Mishima allowed Schrader to once again explore his own death drive, the feeling that impelled him to write Taxi Driver in a matter of days. Schrader’s suicidal neuroses were driven by his self-imposed isolation, obsessions, and violence. To complete the screenplay for Scorsese’s film, he placed a loaded gun nearby to compel himself to either finish the script or end his life. This sort of live-or-die-by-art perspective has remained with Schrader throughout his career, although he believed Mishima resolved his own preoccupation with and temptation to end his life. “The more I wrote,” Mishima says in the film, “the more I realized that mere words were not enough. So I found another form of expression.” For Schrader, exploring his temptations and suicidal impulses by making the film served as a form of therapy. “Mishima represented the end of my interest in suicidal glory,” he said later, calling it the “end of what I wanted to say about it.” Mishima demonstrates the finality of living art. And from the rush of how Schrader filmed the connections between art, bliss, and death, he achieved a personal catharsis. Afterward, fewer self-destructive characters appeared in his films. Nevertheless, self-destruction can be found in the themes of Schrader’s later films and screenplays such as Affliction (1997), Bringing Out the Dead (1999), and First Reformed (2018).

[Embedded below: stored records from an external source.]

//! Packets handed to the host's streaming sink.

/// One unit of acquisition output, consumed in emission order.
#[derive(Debug, Clone, Copy, PartialEq, Eq)]
pub enum Packet<'a> {
    /// Raw samples, `unitsize` bytes each, little endian.
    Logic { data: &'a [u8], unitsize: usize },
    /// The trigger fired between the previous and the next logic packet.
    Trigger,
    /// No more packets follow for this acquisition.
    End,
}

impl Packet<'_> {
    /// Number of samples carried by a logic packet.
    pub fn sample_count(&self) -> usize {
        match self {
            Packet::Logic { data, unitsize } if *unitsize > 0 => data.len() / unitsize,
            _ => 0,
        }
    }
}

/// Receiver for acquisition output.
pub trait DataFeed {
    fn send(&mut self, packet: Packet<'_>);
}

impl<F> DataFeed for F
where
    F: FnMut(Packet<'_>),
{
    fn send(&mut self, packet: Packet<'_>) {
        self(packet)
    }
}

Yukio Mishima was an artist who may have savored little about the everyday, relishing his secret life instead through the carefully constructed façade he presented to the world. But his devotion to his performative being transcends how cultures—Japanese, Western, or otherwise— think about and view art, while also reflecting the broken and disastrously isolated person behind the performance. Through a myriad of contexts ranging from the past, present, fantasy, and fiction, Paul Schrader made a rousing and strikingly beautiful film about Mishima. He avoids judging or taking issue with how Mishima chose to use his artistic gifts or his penetrating, intimate observations about existence. Rather than comment about the tragedy of Mishima’s death or the waste of his talent, Schrader attempts to understand Mishima’s artistic project from his uniquely similar subjective perspective. The themes of purification and understanding through violence, sexual denial, and artistic expression in Mishima: A Life in Four Chapters are inherently cinematic, and Schrader realizes them in a biography unlike any before or since. In a bastion of artistry and intellectual seriousness, Schrader engages the problem of Mishima and provides an answer through extravagant, thoughtful filmmaking.


Jackson, Kevin, editor. Schrader on Schrader. Revised Edition. Faber and Faber Limited, 2004. 

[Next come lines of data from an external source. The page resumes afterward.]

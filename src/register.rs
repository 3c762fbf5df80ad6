//! The SIGMA's nibble-wide register protocol.
//!
//! Every byte on the wire carries an opcode in the high nibble and four bits
//! of payload in the low nibble. A register access selects an address with
//! two frames (low and high nibble) and then either writes data bytes as
//! low/high nibble pairs or issues read requests.

use crate::sigma::SigmaError;
use crate::transport::SigmaTransport;

pub const REG_ADDR_LOW: u8 = 0x00;
pub const REG_ADDR_HIGH: u8 = 0x10;
pub const REG_DATA_LOW: u8 = 0x20;
pub const REG_DATA_HIGH_WRITE: u8 = 0x30;
pub const REG_READ_ADDR: u8 = 0x40;
pub const REG_DRAM_WAIT_ACK: u8 = 0x50;
/// Bit 4 of the DRAM block opcodes selects the cache bank.
pub const REG_DRAM_BLOCK: u8 = 0x60;
pub const REG_DRAM_BLOCK_BEGIN: u8 = 0x80;
pub const REG_DRAM_BLOCK_DATA: u8 = 0xa0;

/// Auto-increment the register address after a read.
pub const NEXT_REG: u8 = 1;

/// Largest register write frame, address included.
pub const REGISTER_FRAME_LIMIT: usize = 80;
/// Largest DRAM command frame.
pub const DRAM_FRAME_LIMIT: usize = 4096;

/// Bytes per DRAM line.
pub const LINE_SIZE: usize = 1024;

#[derive(Debug, Clone, Copy, PartialEq, Eq)]
#[repr(u8)]
pub enum WriteRegister {
    ClockSelect = 0,
    TriggerSelect0 = 1,
    TriggerSelect1 = 2,
    Mode = 3,
    MemRow = 4,
    PostTrigger = 5,
    TriggerOption = 6,
    PinView = 7,
    Test = 15,
}

#[derive(Debug, Clone, Copy, PartialEq, Eq)]
#[repr(u8)]
pub enum ReadRegister {
    Id = 0,
    TriggerPosLow = 1,
    TriggerPosHigh = 2,
    TriggerPosUp = 3,
    StopPosLow = 4,
    StopPosHigh = 5,
    StopPosUp = 6,
    Mode = 7,
    PinChangeLow = 8,
    PinChangeHigh = 9,
    BlockLastTsLow = 10,
    BlockLastTsHigh = 11,
    PinView = 12,
    Test = 15,
}

/// One byte of a register frame.
#[derive(Debug, Clone, Copy, PartialEq, Eq)]
pub enum Field {
    AddrLow(u8),
    AddrHigh(u8),
    DataLow(u8),
    DataHighWrite(u8),
    ReadAddr,
    /// Read and advance to the next register.
    ReadAddrNext,
    DramWaitAck,
    DramBlock(u8),
    DramBlockBegin(u8),
    DramBlockData(u8),
}

impl Field {
    pub fn encode(self) -> u8 {
        match self {
            Self::AddrLow(nibble) => REG_ADDR_LOW | (nibble & 0xf),
            Self::AddrHigh(nibble) => REG_ADDR_HIGH | (nibble & 0xf),
            Self::DataLow(nibble) => REG_DATA_LOW | (nibble & 0xf),
            Self::DataHighWrite(nibble) => REG_DATA_HIGH_WRITE | (nibble & 0xf),
            Self::ReadAddr => REG_READ_ADDR,
            Self::ReadAddrNext => REG_READ_ADDR | NEXT_REG,
            Self::DramWaitAck => REG_DRAM_WAIT_ACK,
            Self::DramBlock(bank) => REG_DRAM_BLOCK | ((bank & 1) << 4),
            Self::DramBlockBegin(bank) => REG_DRAM_BLOCK_BEGIN | ((bank & 1) << 4),
            Self::DramBlockData(bank) => REG_DRAM_BLOCK_DATA | ((bank & 1) << 4),
        }
    }
}

#[derive(Debug, thiserror::Error)]
#[error("Register frame overflow: {limit} byte limit exceeded")]
pub struct FrameError {
    pub limit: usize,
}

/// Ordered sequence of [`Field`]s with a hard size limit.
#[derive(Debug, Clone)]
pub struct Frame {
    bytes: Vec<u8>,
    limit: usize,
}

impl Frame {
    pub fn with_limit(limit: usize) -> Self {
        Self {
            bytes: Vec::with_capacity(limit),
            limit,
        }
    }

    /// Empty the frame and apply a new limit, keeping the allocation.
    pub fn reset(&mut self, limit: usize) {
        self.bytes.clear();
        self.limit = limit;
    }

    pub fn push(&mut self, field: Field) -> Result<&mut Self, FrameError> {
        if self.bytes.len() >= self.limit {
            return Err(FrameError { limit: self.limit });
        }
        self.bytes.push(field.encode());
        Ok(self)
    }

    /// Address-select pair for `reg`.
    pub fn select(&mut self, reg: u8) -> Result<&mut Self, FrameError> {
        self.push(Field::AddrLow(reg & 0xf))?;
        self.push(Field::AddrHigh(reg >> 4))
    }

    /// Data-write pair for one byte.
    pub fn data(&mut self, byte: u8) -> Result<&mut Self, FrameError> {
        self.push(Field::DataLow(byte & 0xf))?;
        self.push(Field::DataHighWrite(byte >> 4))
    }

    pub fn as_bytes(&self) -> &[u8] {
        &self.bytes
    }

    pub fn len(&self) -> usize {
        self.bytes.len()
    }

    pub fn is_empty(&self) -> bool {
        self.bytes.is_empty()
    }
}

/// Result of a single-byte register read.
#[derive(Debug, Clone, Copy, PartialEq, Eq)]
pub enum RegisterValue {
    Value(u8),
    /// The device answered with the wrong number of bytes.
    ShortRead,
}

impl RegisterValue {
    /// The register value, zero for a short read.
    pub fn value(self) -> u8 {
        match self {
            Self::Value(value) => value,
            Self::ShortRead => 0,
        }
    }

    pub fn is_short(self) -> bool {
        matches!(self, Self::ShortRead)
    }
}

/// Trigger and stop positions in DRAM, as event addresses.
///
/// Bits 9 and up select the DRAM line, the low 9 bits the event in it.
#[derive(Debug, Clone, Copy, PartialEq, Eq)]
pub struct CapturePositions {
    pub trigger: u32,
    pub stop: u32,
}

impl CapturePositions {
    pub fn from_raw(raw: [u8; 6]) -> Self {
        let trigger = u32::from_le_bytes([raw[0], raw[1], raw[2], 0]);
        let stop = u32::from_le_bytes([raw[3], raw[4], raw[5], 0]);
        Self {
            trigger: Self::adjust(trigger),
            stop: Self::adjust(stop),
        }
    }

    // The device reports one past the position, and a line boundary lands
    // 64 events too far.
    fn adjust(pos: u32) -> u32 {
        let pos = pos.wrapping_sub(1);
        if pos & 0x1ff == 0x1ff {
            pos.wrapping_sub(64)
        } else {
            pos
        }
    }

    pub fn stop_line(&self) -> u32 {
        self.stop >> 9
    }

    pub fn stop_event(&self) -> u32 {
        self.stop & 0x1ff
    }

    pub fn trigger_line(&self) -> u32 {
        self.trigger >> 9
    }

    pub fn trigger_event(&self) -> u32 {
        self.trigger & 0x1ff
    }
}

/// Register-level access to a SIGMA over a byte transport.
///
/// Owns the transport and a scratch frame reused for every command.
#[derive(Debug)]
pub struct SigmaBus<T> {
    transport: T,
    frame: Frame,
}

impl<T: SigmaTransport> SigmaBus<T> {
    pub fn new(transport: T) -> Self {
        Self {
            transport,
            frame: Frame::with_limit(REGISTER_FRAME_LIMIT),
        }
    }

    pub fn transport(&self) -> &T {
        &self.transport
    }

    pub fn transport_mut(&mut self) -> &mut T {
        &mut self.transport
    }

    pub fn into_transport(self) -> T {
        self.transport
    }

    /// Write raw bytes, bypassing the register framing.
    pub fn write_raw(&mut self, bytes: &[u8]) -> Result<(), SigmaError> {
        self.transport.write_all(bytes)?;
        Ok(())
    }

    /// Single transport read, returning the number of bytes received.
    pub fn read_raw(&mut self, buf: &mut [u8]) -> Result<usize, SigmaError> {
        let n = self.transport.read(buf).map_err(|e| {
            log::error!("Transport read failed: {}", e);
            e
        })?;
        Ok(n)
    }

    pub fn write_register(&mut self, reg: WriteRegister, data: &[u8]) -> Result<(), SigmaError> {
        self.frame.reset(REGISTER_FRAME_LIMIT);
        self.frame.select(reg as u8)?;
        for &byte in data {
            self.frame.data(byte).map_err(|e| {
                log::error!(
                    "Attempted to write {} bytes to register {:?}, frame is too small",
                    data.len() * 2 + 2,
                    reg
                );
                e
            })?;
        }
        self.transport.write_all(self.frame.as_bytes())?;
        Ok(())
    }

    pub fn set_register(&mut self, reg: WriteRegister, value: u8) -> Result<(), SigmaError> {
        self.write_register(reg, &[value])
    }

    /// Select `reg`, request a read and read back up to `buf.len()` bytes.
    pub fn read_register(&mut self, reg: ReadRegister, buf: &mut [u8]) -> Result<usize, SigmaError> {
        self.frame.reset(3);
        self.frame.select(reg as u8)?.push(Field::ReadAddr)?;
        self.transport.write_all(self.frame.as_bytes())?;
        self.read_raw(buf)
    }

    /// Read a single register. A short answer is logged and reported as
    /// [`RegisterValue::ShortRead`].
    pub fn get_register(&mut self, reg: ReadRegister) -> Result<RegisterValue, SigmaError> {
        let mut value = [0u8; 1];
        let n = self.read_register(reg, &mut value)?;
        if n != 1 {
            log::warn!("Register {:?}: 1 byte expected, got {}", reg, n);
            return Ok(RegisterValue::ShortRead);
        }
        Ok(RegisterValue::Value(value[0]))
    }

    /// Read the trigger and stop positions with one auto-incrementing burst.
    pub fn read_pos(&mut self) -> Result<CapturePositions, SigmaError> {
        self.frame.reset(7);
        self.frame
            .push(Field::AddrLow(ReadRegister::TriggerPosLow as u8))?;
        for _ in 0..6 {
            self.frame.push(Field::ReadAddrNext)?;
        }
        self.transport.write_all(self.frame.as_bytes())?;

        let mut raw = [0u8; 6];
        let n = self.read_raw(&mut raw)?;
        if n != raw.len() {
            return Err(SigmaError::Protocol {
                expected: format!("{} position bytes", raw.len()),
                actual: format!("{} bytes", n),
            });
        }
        Ok(CapturePositions::from_raw(raw))
    }

    /// Fetch `lines` DRAM lines starting at `start_line` into `out`.
    ///
    /// Lines are copied to the cache in alternating banks so that the next
    /// line is prefetched while the current one is streamed out. Returns the
    /// number of bytes received, which is short if the device stalls.
    pub fn read_dram(
        &mut self,
        start_line: u16,
        lines: usize,
        out: &mut [u8],
    ) -> Result<usize, SigmaError> {
        self.write_register(WriteRegister::MemRow, &start_line.to_be_bytes())?;

        self.frame.reset(DRAM_FRAME_LIMIT);
        self.frame.push(Field::DramBlock(0))?.push(Field::DramWaitAck)?;
        for i in 0..lines {
            let last = i + 1 == lines;
            if !last {
                self.frame.push(Field::DramBlock(((i + 1) % 2) as u8))?;
            }
            self.frame.push(Field::DramBlockData((i % 2) as u8))?;
            if !last {
                self.frame.push(Field::DramWaitAck)?;
            }
        }
        self.transport.write_all(self.frame.as_bytes())?;

        let want = (lines * LINE_SIZE).min(out.len());
        let mut got = 0;
        while got < want {
            let n = self.read_raw(&mut out[got..want])?;
            if n == 0 {
                break;
            }
            got += n;
        }
        Ok(got)
    }
}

Kouvaros, George. Paul Schrader. University of Illinois Press, 2008.

Schrader, Paul. Transcendental Style in Film. Revised Edition. University of California Press, 2018.

—. “Dialogue on Film.” American Film, vol. 14, no. 9, July/Aug. 1989, pp. 16-21.

Tracy, Andrew. “A Problem Like Mishima.” Cinema Scope, no. 36, Fall 2008, pp. 32-35.

Wilson, John Howard. “Sources for a Neglected Masterpiece: Paul Schrader’s Mishima.” Biography: An Interdisciplinary Quarterly, vol. 20, no. 3, 1997, pp. 265-283.